◆ Task statement: Return the lines of the data below exactly. Start at the first and end with the line containing "extensions the authority computes itself".

___ Entries provided ___

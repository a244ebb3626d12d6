//! Filtering of the extensions a CSR asks for.
//!
//! A request may carry any number of extensions in its extension request
//! attribute. Only one of them can ever reach the issued certificate: the
//! TLS feature extension asking for OCSP must-staple, and only when the
//! deployment enables it. Standard extensions the authority computes itself
//! are counted and dropped, anything else is counted and ignored.

use std::collections::HashSet;

use crate::csr::RequestedExtension;
use crate::metrics::CaMetrics;
use crate::oid;
use crate::signer::Extension;
use crate::{Error, Result};

/// DER of a TLS feature list containing only `status_request` (5).
pub const MUST_STAPLE_FEATURE_VALUE: &[u8] = &[0x30, 0x03, 0x02, 0x01, 0x05];

const BASIC_EXTENSIONS: &[&[u64]] = &[
	oid::AUTHORITY_INFO_ACCESS,
	oid::AUTHORITY_KEY_IDENTIFIER,
	oid::BASIC_CONSTRAINTS,
	oid::CERTIFICATE_POLICIES,
	oid::CRL_DISTRIBUTION_POINTS,
	oid::EXT_KEY_USAGE,
	oid::KEY_USAGE,
	oid::SUBJECT_ALT_NAME,
	oid::SUBJECT_KEY_IDENTIFIER,
];

/// How a requested extension was treated.
#[derive(Debug, Clone, Copy, PartialEq, Eq, Hash)]
pub enum ExtensionCategory {
	/// A standard extension the authority computes itself
	Basic,
	/// A well-formed must-staple request
	TlsFeature,
	/// A TLS feature request with any other value
	TlsFeatureInvalid,
	/// Anything else, ignored
	Other,
}

/// The must-staple extension as embedded in issued certificates.
pub fn must_staple_extension() -> Extension {
	Extension {
		oid: oid::TLS_FEATURE.to_vec(),
		critical: false,
		value: MUST_STAPLE_FEATURE_VALUE.to_vec(),
	}
}

/// The outcome of evaluating a request's extensions.
#[derive(Debug, Clone, Default, PartialEq, Eq)]
pub struct ExtensionDecision {
	/// Extensions to embed in the certificate
	pub extensions: Vec<Extension>,
	/// Categories seen in this request, each listed once
	pub categories: Vec<ExtensionCategory>,
}

/// Decides which requested extensions make it into a certificate.
#[derive(Debug, Clone, Copy, Default)]
pub struct ExtensionPolicy {
	enable_must_staple: bool,
}

impl ExtensionPolicy {
	/// Creates a policy; must-staple requests are only honoured when enabled.
	pub fn new(enable_must_staple: bool) -> Self {
		Self { enable_must_staple }
	}

	/// Classifies `requested` and returns the extensions to embed.
	///
	/// Duplicate OIDs are skipped, so only the first occurrence counts. Each
	/// category is counted at most once per request. An invalid TLS feature
	/// value fails the whole request.
	pub fn evaluate(
		&self,
		requested: &[RequestedExtension],
		metrics: &CaMetrics,
	) -> Result<ExtensionDecision> {
		let mut seen = HashSet::new();
		let mut decision = ExtensionDecision::default();
		let note = |decision: &mut ExtensionDecision, category: ExtensionCategory| {
			if !decision.categories.contains(&category) {
				decision.categories.push(category);
				metrics.note_extension(category);
			}
		};

		for ext in requested {
			if !seen.insert(ext.oid_der.as_slice()) {
				continue;
			}

			let arcs = ext.oid.as_deref();
			if arcs == Some(oid::TLS_FEATURE) {
				note(&mut decision, ExtensionCategory::TlsFeature);
				if ext.value != MUST_STAPLE_FEATURE_VALUE {
					note(&mut decision, ExtensionCategory::TlsFeatureInvalid);
					return Err(Error::malformed(
						"unsupported value for extension with OID 1.3.6.1.5.5.7.1.24",
					));
				}
				if self.enable_must_staple {
					decision.extensions.push(must_staple_extension());
				}
			} else if BASIC_EXTENSIONS.iter().any(|basic| arcs == Some(*basic)) {
				note(&mut decision, ExtensionCategory::Basic);
			} else {
				note(&mut decision, ExtensionCategory::Other);
			}
		}

		Ok(decision)
	}
}
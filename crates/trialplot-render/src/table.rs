// SPDX-License-Identifier: MIT OR Apache-2.0
//! Markdown summary table.
//!
//! The header lists every x-coordinate after an empty corner cell, followed by
//! a dash separator and one row of scaled centers per series:
//!
//! ```text
//! | | 4 | 16 |
//! |---|---|---|
//! | time | 0.00 | 1.25 |
//! ```

use std::io::{self, Write};
use trialplot_core::{Series, Summary};

/// Table formatting options
#[derive(Debug, Clone, PartialEq)]
pub struct TableConfig {
    /// Divisor applied to each center before printing
    pub scale: f64,
    /// Digits after the decimal point
    pub precision: usize,
}

impl Default for TableConfig {
    fn default() -> Self {
        Self {
            scale: 1_000_000.0,
            precision: 2,
        }
    }
}

/// Writer for one table, fixed to the columns of a summary
#[derive(Debug, Clone)]
pub struct MarkdownTable<'a> {
    columns: Vec<f64>,
    config: &'a TableConfig,
}

impl<'a> MarkdownTable<'a> {
    /// Lay out columns from every x-coordinate in `summary`
    #[must_use]
    pub fn new(summary: &Summary, config: &'a TableConfig) -> Self {
        Self {
            columns: summary.x_coordinates(),
            config,
        }
    }

    /// X-coordinates in column order
    #[must_use]
    pub fn columns(&self) -> &[f64] {
        &self.columns
    }

    /// Write the header and separator rows
    ///
    /// # Errors
    ///
    /// Propagates write failures.
    pub fn write_header<W: Write + ?Sized>(&self, out: &mut W) -> io::Result<()> {
        write!(out, "| |")?;
        for x in &self.columns {
            // Integer columns truncate toward zero
            write!(out, " {:.0} |", x.trunc())?;
        }
        writeln!(out)?;
        write!(out, "|---|")?;
        for _ in &self.columns {
            write!(out, "---|")?;
        }
        writeln!(out)
    }

    /// Write one series row; columns the series lacks stay empty
    ///
    /// # Errors
    ///
    /// Propagates write failures.
    pub fn write_row<W: Write + ?Sized>(
        &self,
        out: &mut W,
        name: &str,
        series: &Series,
    ) -> io::Result<()> {
        write!(out, "| {name} |")?;
        for &x in &self.columns {
            match series.get(x) {
                Some(point) => write!(
                    out,
                    " {:.*} |",
                    self.config.precision,
                    point.center / self.config.scale
                )?,
                None => write!(out, " |")?,
            }
        }
        writeln!(out)
    }
}

/// Render the whole table into a string
#[must_use]
pub fn render_table(summary: &Summary, config: &TableConfig) -> String {
    let table = MarkdownTable::new(summary, config);
    let mut out = Vec::new();
    // Writes into a Vec cannot fail
    let _ = table.write_header(&mut out);
    for (name, series) in summary.iter() {
        let _ = table.write_row(&mut out, name, series);
    }
    String::from_utf8_lossy(&out).into_owned()
}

___

◆ Response to this exercise:
repository a244ebb3626d12d6
//! Filtering of the extensions a CSR asks for.
//!
//! A request may carry any number of extensions in its extension request
//! attribute. Only one of them can ever reach the issued certificate: the
//! TLS feature extension asking for OCSP must-staple, and only when the
//! deployment enables it. Standard extensions the authority computes itself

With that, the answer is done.